One-use-case-first is a way of starting AI work by picking one concrete task to get working before trying to systematize everything. You name the single outcome you want today, ask the agent to deliver just that, and refine until it is reliable before adding anything else. Say you want help answering password-reset questions. Instead of asking for a full support bot that handles billing, accounts, and refunds, you tell the agent to draft a clear reset reply from a customer's message, test it on a handful of real messages, and only then add the next question type.
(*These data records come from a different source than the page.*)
//! JSON file store for scheduler state

use std::fs;
use std::io::Write;
use std::path::{Path, PathBuf};

use tracing::{debug, info, warn};

use super::{SchedulerState, StateError};

/// File-backed store for [`SchedulerState`]
///
/// The scheduler is the only writer. Saves go to a temporary sibling file
/// that is renamed over the target, so a reader (or a restart after a crash)
/// sees either the old or the new state, never a partial write.
#[derive(Debug, Clone)]
pub struct StateStore {
    path: PathBuf,
}

impl StateStore {
    pub fn new(path: impl Into<PathBuf>) -> Self {
        let path = path.into();
        debug!(?path, "StateStore::new: called");
        Self { path }
    }

    pub fn path(&self) -> &Path {
        &self.path
    }

    /// Load state, falling back to an empty state on any error
    pub fn load(&self) -> SchedulerState {
        match self.try_load() {
            Ok(state) => state,
            Err(e) if e.is_corrupt() => {
                warn!(error = %e, "State file is corrupt, starting with empty state");
                SchedulerState::new()
            }
            Err(e) => {
                warn!(error = %e, "Failed to read state file, starting with empty state");
                SchedulerState::new()
            }
        }
    }

    /// Load state, reporting unreadable or unparseable files
    ///
    /// A missing file is not an error: it yields an empty state.
    pub fn try_load(&self) -> Result<SchedulerState, StateError> {
        let content = match fs::read_to_string(&self.path) {
            Ok(content) => content,
            Err(e) if e.kind() == std::io::ErrorKind::NotFound => {
                info!(path = %self.path.display(), "No state file found, starting fresh");
                return Ok(SchedulerState::new());
            }
            Err(e) => return Err(StateError::io(&self.path, e)),
        };

        let state: SchedulerState = serde_json::from_str(&content).map_err(|source| StateError::CorruptState {
            path: self.path.clone(),
            source,
        })?;

        debug!(tasks = state.len(), path = %self.path.display(), "Loaded delivery state");
        Ok(state)
    }

    /// Atomically replace the state file
    pub fn save(&self, state: &SchedulerState) -> Result<(), StateError> {
        if let Some(parent) = self.path.parent()
            && !parent.as_os_str().is_empty()
        {
            fs::create_dir_all(parent).map_err(|e| StateError::io(parent, e))?;
        }

        let mut content = serde_json::to_string_pretty(state)?;
        content.push('\n');

        let tmp_path = self.tmp_path();
        let write_tmp = || -> std::io::Result<()> {
            let mut file = fs::File::create(&tmp_path)?;
            file.write_all(content.as_bytes())?;
            file.sync_all()
        };
        if let Err(e) = write_tmp() {
            let _ = fs::remove_file(&tmp_path);
            return Err(StateError::io(&tmp_path, e));
        }

        fs::rename(&tmp_path, &self.path).map_err(|e| StateError::io(&self.path, e))?;

        debug!(tasks = state.len(), path = %self.path.display(), "Saved delivery state");
        Ok(())
    }

    /// Operator reset: forget one task, or every task when `task_id` is None
    ///
    /// Returns whether anything was removed.
    pub fn reset(&self, task_id: Option<&str>) -> Result<bool, StateError> {
        match task_id {
            Some(id) => {
                let mut state = self.try_load()?;
                if state.remove(id).is_none() {
                    return Ok(false);
                }
                self.save(&state)?;
                info!(task = %id, "Reset delivery state for task");
                Ok(true)
            }
            None => match fs::remove_file(&self.path) {
                Ok(()) => {
                    info!(path = %self.path.display(), "Removed state file");
                    Ok(true)
                }
                Err(e) if e.kind() == std::io::ErrorKind::NotFound => Ok(false),
                Err(e) => Err(StateError::io(&self.path, e)),
            },
        }
    }

    fn tmp_path(&self) -> PathBuf {
        let name = self
            .path
            .file_name()
            .map(|n| n.to_string_lossy().to_string())
            .unwrap_or_else(|| "state".to_string());
        self.path.with_file_name(format!(".{}.tmp", name))
    }
}

#[cfg(test)]
mod tests {
    use super::*;
    use crate::state::DeliveryState;
    use chrono::{TimeZone, Utc};
    use proptest::prelude::*;
    use tempfile::TempDir;

    fn sample_state() -> SchedulerState {
        let mut state = SchedulerState::new();
        state.record_failure("weather", Utc.timestamp_opt(1_700_000_000, 5).unwrap());
        state.record_failure("weather", Utc.timestamp_opt(1_700_000_600, 0).unwrap());
        state.record_success("solar", Utc.timestamp_opt(1_700_000_100, 999_000_000).unwrap());
        state.insert("never", DeliveryState::default());
        state
    }

    #[test]
    fn test_save_then_load_round_trip() {
        let temp = TempDir::new().unwrap();
        let store = StateStore::new(temp.path().join("state.json"));

        let state = sample_state();
        store.save(&state).unwrap();

        assert_eq!(store.load(), state);
    }

    #[test]
    fn test_missing_file_is_empty() {
        let temp = TempDir::new().unwrap();
        let store = StateStore::new(temp.path().join("missing.json"));

        assert!(store.try_load().unwrap().is_empty());
    }

    #[test]
    fn test_corrupt_file_falls_back_to_empty() {
        let temp = TempDir::new().unwrap();
        let path = temp.path().join("state.json");
        fs::write(&path, "{\"weather\": {\"consecutive_fail").unwrap();

        let store = StateStore::new(&path);
        let err = store.try_load().unwrap_err();
        assert!(err.is_corrupt());
        assert!(store.load().is_empty());
    }

    #[test]
    fn test_empty_file_is_corrupt() {
        let temp = TempDir::new().unwrap();
        let path = temp.path().join("state.json");
        fs::write(&path, "").unwrap();

        let store = StateStore::new(&path);
        assert!(store.try_load().unwrap_err().is_corrupt());
        assert!(store.load().is_empty());
    }

    #[test]
    fn test_save_creates_parent_dirs_and_leaves_no_tmp() {
        let temp = TempDir::new().unwrap();
        let path = temp.path().join("nested").join("dir").join("state.json");
        let store = StateStore::new(&path);

        store.save(&sample_state()).unwrap();

        assert!(path.exists());
        let leftovers: Vec<_> = fs::read_dir(path.parent().unwrap())
            .unwrap()
            .map(|e| e.unwrap().file_name().to_string_lossy().to_string())
            .collect();
        assert_eq!(leftovers, vec!["state.json".to_string()]);
    }

    #[test]
    fn test_save_is_human_readable() {
        let temp = TempDir::new().unwrap();
        let path = temp.path().join("state.json");
        let store = StateStore::new(&path);
        store.save(&sample_state()).unwrap();

        let content = fs::read_to_string(&path).unwrap();
        assert!(content.contains("\n  \"weather\": {"));
        assert!(content.contains("\"consecutive_failures\": 2"));
    }

    #[test]
    fn test_save_overwrites_corrupt_file() {
        let temp = TempDir::new().unwrap();
        let path = temp.path().join("state.json");
        fs::write(&path, "garbage").unwrap();

        let store = StateStore::new(&path);
        let state = sample_state();
        store.save(&state).unwrap();
        assert_eq!(store.try_load().unwrap(), state);
    }

    #[test]
    fn test_reset_single_task() {
        let temp = TempDir::new().unwrap();
        let store = StateStore::new(temp.path().join("state.json"));
        store.save(&sample_state()).unwrap();

        assert!(store.reset(Some("weather")).unwrap());
        assert!(!store.reset(Some("weather")).unwrap());

        let state = store.load();
        assert!(state.get("weather").is_none());
        assert!(state.get("solar").is_some());
    }

    #[test]
    fn test_reset_all_removes_file() {
        let temp = TempDir::new().unwrap();
        let path = temp.path().join("state.json");
        let store = StateStore::new(&path);
        store.save(&sample_state()).unwrap();

        assert!(store.reset(None).unwrap());
        assert!(!path.exists());
        assert!(!store.reset(None).unwrap());
        assert!(store.load().is_empty());
    }

    fn arb_delivery_state() -> impl Strategy<Value = DeliveryState> {
        (
            proptest::option::of((0i64..4_000_000_000, 0u32..1_000_000_000)),
            any::<u32>(),
        )
            .prop_map(|(attempt, consecutive_failures)| DeliveryState {
                last_attempt_time: attempt.map(|(secs, nanos)| Utc.timestamp_opt(secs, nanos).unwrap()),
                consecutive_failures,
            })
    }

    proptest! {
        #[test]
        fn prop_round_trip(
            tasks in proptest::collection::btree_map("[a-zA-Z0-9_.-]{1,24}", arb_delivery_state(), 0..8)
        ) {
            let temp = TempDir::new().unwrap();
            let store = StateStore::new(temp.path().join("state.json"));

            let mut state = SchedulerState::new();
            for (id, entry) in tasks {
                state.insert(id, entry);
            }

            store.save(&state).unwrap();
            prop_assert_eq!(store.try_load().unwrap(), state);
        }
    }
}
The first working case teaches you what the broader system really needs.
Builder example
Scope is where most AI builds stall. If you ask an agent to automate your whole inbox at once, you get a vague tool that half-works everywhere and earns trust nowhere. Pick one repeated task, such as drafting a meeting follow-up, and get that single output good enough to use daily. A working narrow case gives you a baseline to measure against and shows you which next case is worth adding.
Common confusion: Starting with one use case is about sequencing your effort, not capping your ambition. You still plan to grow the system; you prove one outcome works before stacking the next one on top, so each addition builds on something you already trust.